▸ **Data extracts**:
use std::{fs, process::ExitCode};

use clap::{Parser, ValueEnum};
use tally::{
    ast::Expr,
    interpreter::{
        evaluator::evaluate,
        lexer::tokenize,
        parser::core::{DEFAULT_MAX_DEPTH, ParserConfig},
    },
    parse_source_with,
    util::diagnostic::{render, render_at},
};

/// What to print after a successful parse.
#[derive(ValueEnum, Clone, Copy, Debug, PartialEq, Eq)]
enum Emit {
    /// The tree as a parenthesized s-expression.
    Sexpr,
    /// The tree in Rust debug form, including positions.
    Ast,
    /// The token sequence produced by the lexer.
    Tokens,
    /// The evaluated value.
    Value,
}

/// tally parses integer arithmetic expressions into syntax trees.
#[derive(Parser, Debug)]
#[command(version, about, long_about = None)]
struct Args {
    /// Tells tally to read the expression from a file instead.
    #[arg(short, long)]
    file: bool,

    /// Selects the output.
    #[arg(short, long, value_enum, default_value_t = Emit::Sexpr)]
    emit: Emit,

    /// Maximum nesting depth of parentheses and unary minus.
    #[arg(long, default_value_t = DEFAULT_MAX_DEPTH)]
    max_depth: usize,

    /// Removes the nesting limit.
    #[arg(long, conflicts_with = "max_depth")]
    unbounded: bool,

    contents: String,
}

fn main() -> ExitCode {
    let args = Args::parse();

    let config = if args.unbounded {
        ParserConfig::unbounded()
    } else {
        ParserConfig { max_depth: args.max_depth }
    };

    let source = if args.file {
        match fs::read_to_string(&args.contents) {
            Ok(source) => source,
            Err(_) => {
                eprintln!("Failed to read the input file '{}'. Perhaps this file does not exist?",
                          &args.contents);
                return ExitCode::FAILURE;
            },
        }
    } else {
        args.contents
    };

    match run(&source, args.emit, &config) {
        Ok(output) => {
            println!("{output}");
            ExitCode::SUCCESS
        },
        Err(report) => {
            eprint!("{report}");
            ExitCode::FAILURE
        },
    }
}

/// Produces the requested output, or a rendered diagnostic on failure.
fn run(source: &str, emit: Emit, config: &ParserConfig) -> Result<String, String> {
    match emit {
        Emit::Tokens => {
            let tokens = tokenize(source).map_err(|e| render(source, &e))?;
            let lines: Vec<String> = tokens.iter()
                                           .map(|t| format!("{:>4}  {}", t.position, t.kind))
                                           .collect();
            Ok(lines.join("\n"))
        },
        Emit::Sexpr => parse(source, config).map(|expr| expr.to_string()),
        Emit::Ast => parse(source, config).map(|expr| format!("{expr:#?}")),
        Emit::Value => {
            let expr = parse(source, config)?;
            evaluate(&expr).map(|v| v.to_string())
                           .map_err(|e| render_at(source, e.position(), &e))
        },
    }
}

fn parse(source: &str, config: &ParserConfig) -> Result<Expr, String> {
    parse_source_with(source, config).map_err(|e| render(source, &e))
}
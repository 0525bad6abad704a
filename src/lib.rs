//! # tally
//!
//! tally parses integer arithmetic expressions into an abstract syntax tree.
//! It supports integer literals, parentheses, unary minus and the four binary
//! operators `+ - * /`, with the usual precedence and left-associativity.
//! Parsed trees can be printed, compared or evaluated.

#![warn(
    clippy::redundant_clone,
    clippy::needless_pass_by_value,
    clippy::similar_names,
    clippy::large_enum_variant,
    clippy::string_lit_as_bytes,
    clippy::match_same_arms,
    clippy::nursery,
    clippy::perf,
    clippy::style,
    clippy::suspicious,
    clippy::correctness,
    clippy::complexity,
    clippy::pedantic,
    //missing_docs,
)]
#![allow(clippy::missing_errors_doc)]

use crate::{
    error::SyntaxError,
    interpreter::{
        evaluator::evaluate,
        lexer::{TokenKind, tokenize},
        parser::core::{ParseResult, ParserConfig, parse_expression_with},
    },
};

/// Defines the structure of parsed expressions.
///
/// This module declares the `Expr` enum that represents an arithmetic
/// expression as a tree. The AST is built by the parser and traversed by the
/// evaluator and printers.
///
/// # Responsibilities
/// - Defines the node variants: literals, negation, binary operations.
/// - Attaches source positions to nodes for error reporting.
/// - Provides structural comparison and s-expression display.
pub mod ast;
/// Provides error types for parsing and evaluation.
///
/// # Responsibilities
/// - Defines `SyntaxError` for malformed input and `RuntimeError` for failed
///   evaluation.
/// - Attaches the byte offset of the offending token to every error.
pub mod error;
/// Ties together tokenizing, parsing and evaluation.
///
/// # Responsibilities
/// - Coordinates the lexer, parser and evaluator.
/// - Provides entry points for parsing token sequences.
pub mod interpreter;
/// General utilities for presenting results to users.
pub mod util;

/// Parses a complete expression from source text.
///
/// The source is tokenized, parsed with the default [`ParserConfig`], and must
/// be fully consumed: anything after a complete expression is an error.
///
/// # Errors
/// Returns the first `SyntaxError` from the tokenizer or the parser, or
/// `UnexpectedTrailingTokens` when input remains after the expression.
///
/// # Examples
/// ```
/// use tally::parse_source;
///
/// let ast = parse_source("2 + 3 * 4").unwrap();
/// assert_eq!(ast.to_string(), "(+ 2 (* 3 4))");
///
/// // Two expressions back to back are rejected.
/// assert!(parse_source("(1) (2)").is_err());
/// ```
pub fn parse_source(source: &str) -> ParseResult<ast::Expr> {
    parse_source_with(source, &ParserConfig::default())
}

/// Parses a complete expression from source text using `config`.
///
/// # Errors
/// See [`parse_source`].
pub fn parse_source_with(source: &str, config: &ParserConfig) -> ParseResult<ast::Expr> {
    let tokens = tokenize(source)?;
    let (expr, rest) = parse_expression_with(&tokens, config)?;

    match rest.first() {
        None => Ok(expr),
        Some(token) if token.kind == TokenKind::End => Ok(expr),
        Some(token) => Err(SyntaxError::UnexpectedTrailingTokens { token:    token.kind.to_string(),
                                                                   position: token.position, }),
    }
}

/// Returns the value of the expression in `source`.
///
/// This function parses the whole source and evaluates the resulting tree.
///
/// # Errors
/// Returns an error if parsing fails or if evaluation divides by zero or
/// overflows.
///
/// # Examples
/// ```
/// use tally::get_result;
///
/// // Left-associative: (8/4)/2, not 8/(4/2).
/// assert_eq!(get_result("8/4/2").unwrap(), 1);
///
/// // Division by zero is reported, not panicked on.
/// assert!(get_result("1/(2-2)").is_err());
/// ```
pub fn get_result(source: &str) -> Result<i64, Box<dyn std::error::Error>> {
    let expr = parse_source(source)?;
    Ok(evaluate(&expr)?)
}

▸ **Work to complete**: Across the listing above, count the lines that include "trees" and give the figure with no other words.

▸ **Answer area**: 2